Quand les enfants et les adolescents pensent à l’avenir, ils ont un fardeau supplémentaire : ils doivent en faire face à plus que les adultes. Un adulte pourrait consulter le rapport climatique le plus récent des Nations Unies, qui modélise les effets à long terme de l’incapacité à contenir la hausse des températures mondiales, et s’imaginer qu’ils auront disparu depuis longtemps avant que les pires inondations et tempêtes de feu ne frappent. Ce qui, bien sûr, passe à côté du fait que le changement climatique tue déjà des gens et que nous avons besoin d’une action immédiate pour éviter qu’il ne s’aggrave.
Les enfants d’aujourd’hui font face à 70, 80, 90 ans de plus à ce genre de choses.
Tara Crandon, psychologue au QIMR Berghofer Medical Research Institute et à l’Université du Queensland en Australie, entend ce genre de peurs chez ses jeunes patients. « Certains des jeunes que j’ai vus en pratique disent ne pas vouloir avoir d’enfants », dit Crandon. « Ou ‘Quel est le sens de la vie, alors que c’est à quoi ressemblera mon avenir?’ Il semble que rien ne soit vraiment fait pour lutter contre le changement climatique. Je pense que cela contribue énormément au type d’anxiété que nous constatons chez les jeunes, car ils doivent regarder si loin dans leur avenir, et à travers le prisme du changement climatique, cet avenir semble vraiment sombre.
Crandon voulait savoir ce qui influence cette anxiété chez les jeunes, alors elle a co-écrit un article, publié en janvier dans la revue Changement climatique naturel, en passant en revue des facteurs tels que le lieu de résidence de l’enfant, sa vie de famille et sa communauté scolaire. L’équipe a conclu que, contre toute attente, l’anxiété peut en fait être un utile chose quand il s’agit de faire face à la crise climatique, du moins lorsqu’elle est traitée correctement. Dans leur article, les chercheurs appellent l’anxiété climatique « une réponse adaptative à une menace réelle, ainsi qu’une cause potentielle de déficience ».

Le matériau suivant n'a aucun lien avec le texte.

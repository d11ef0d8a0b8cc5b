//! Repository for the `amenities` table.

use estatia_core::types::DbId;
use sqlx::PgPool;

use crate::models::amenity::{Amenity, CreateAmenity, UpdateAmenity};

/// Column list for amenities queries.
const COLUMNS: &str = "id, name, icon, created_at, updated_at";

/// CRUD operations for amenity master data.
pub struct AmenityRepo;

impl AmenityRepo {
    /// List all amenities, ordered by name ascending.
    pub async fn list(pool: &PgPool) -> Result<Vec<Amenity>, sqlx::Error> {
        let query = format!("SELECT {COLUMNS} FROM amenities ORDER BY name ASC");
        sqlx::query_as::<_, Amenity>(&query).fetch_all(pool).await
    }

    /// Find an amenity by its ID.
    pub async fn find_by_id(pool: &PgPool, id: DbId) -> Result<Option<Amenity>, sqlx::Error> {
        let query = format!("SELECT {COLUMNS} FROM amenities WHERE id = $1");
        sqlx::query_as::<_, Amenity>(&query)
            .bind(id)
            .fetch_optional(pool)
            .await
    }

    /// Create a new amenity, returning the created row.
    pub async fn create(pool: &PgPool, input: &CreateAmenity) -> Result<Amenity, sqlx::Error> {
        let query = format!(
            "INSERT INTO amenities (name, icon)
             VALUES ($1, $2)
             RETURNING {COLUMNS}"
        );
        sqlx::query_as::<_, Amenity>(&query)
            .bind(&input.name)
            .bind(&input.icon)
            .fetch_one(pool)
            .await
    }

    /// Update an amenity by ID, returning the updated row.
    pub async fn update(
        pool: &PgPool,
        id: DbId,
        input: &UpdateAmenity,
    ) -> Result<Option<Amenity>, sqlx::Error> {
        let query = format!(
            "UPDATE amenities SET
                name = COALESCE($2, name),
                icon = COALESCE($3, icon),
                updated_at = now()
             WHERE id = $1
             RETURNING {COLUMNS}"
        );
        sqlx::query_as::<_, Amenity>(&query)
            .bind(id)
            .bind(&input.name)
            .bind(&input.icon)
            .fetch_optional(pool)
            .await
    }

    /// Delete an amenity by ID. Returns `true` if a row was deleted.
    pub async fn delete(pool: &PgPool, id: DbId) -> Result<bool, sqlx::Error> {
        let result = sqlx::query("DELETE FROM amenities WHERE id = $1")
            .bind(id)
            .execute(pool)
            .await?;
        Ok(result.rows_affected() > 0)
    }
}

WIRED s’est entretenu avec Crandon pour expliquer pourquoi, pourquoi les enfants et les adolescents sont particulièrement vulnérables à l’anxiété climatique et ce que les parents et les professionnels qui travaillent avec les jeunes peuvent faire à ce sujet. (Cette conversation a été condensée et modifiée pour plus de clarté.)
WIRED : Ce serait formidable de définir l’anxiété climatique et le deuil climatique, deux termes dont nous avons beaucoup entendu parler récemment. Quelle est la différence?
Tara Crandon: La très grande différence entre l’anxiété climatique et le chagrin climatique est que le chagrin est plus une réponse de deuil. C’est plus une question de désir et de perte – des choses qui se sont produites maintenant, ou dans le passé, que nous perdons. Alors que l’anxiété est plutôt quelque chose qui anticipe l’avenir. Et cela pourrait être des pertes, mais c’est plus une peur, une inquiétude et une terreur.
Je travaille avec beaucoup de jeunes et d’enfants dans ma pratique et j’ai commencé à les remarquer vraiment venir et parler de cette peur existentielle et de cette inquiétude à propos du changement climatique. Et j’ai commencé à remarquer aussi que certains réagiraient de manière vraiment différente. Pour certains jeunes, cela laisse cette anxiété les pousser à chercher des moyens de faire quelque chose de significatif pour eux-mêmes, pour leurs valeurs, pour la planète, en s’inspirant de l’espoir et en réagissant vraiment de manière utile. Et puis j’ai remarqué aussi qu’il y avait d’autres jeunes qui étaient submergés et figés par cette même angoisse. Peut-être qu’ils se sentent plus impuissants, désespérés. Cette anxiété commence à les empêcher de vivre leur vie de manière significative.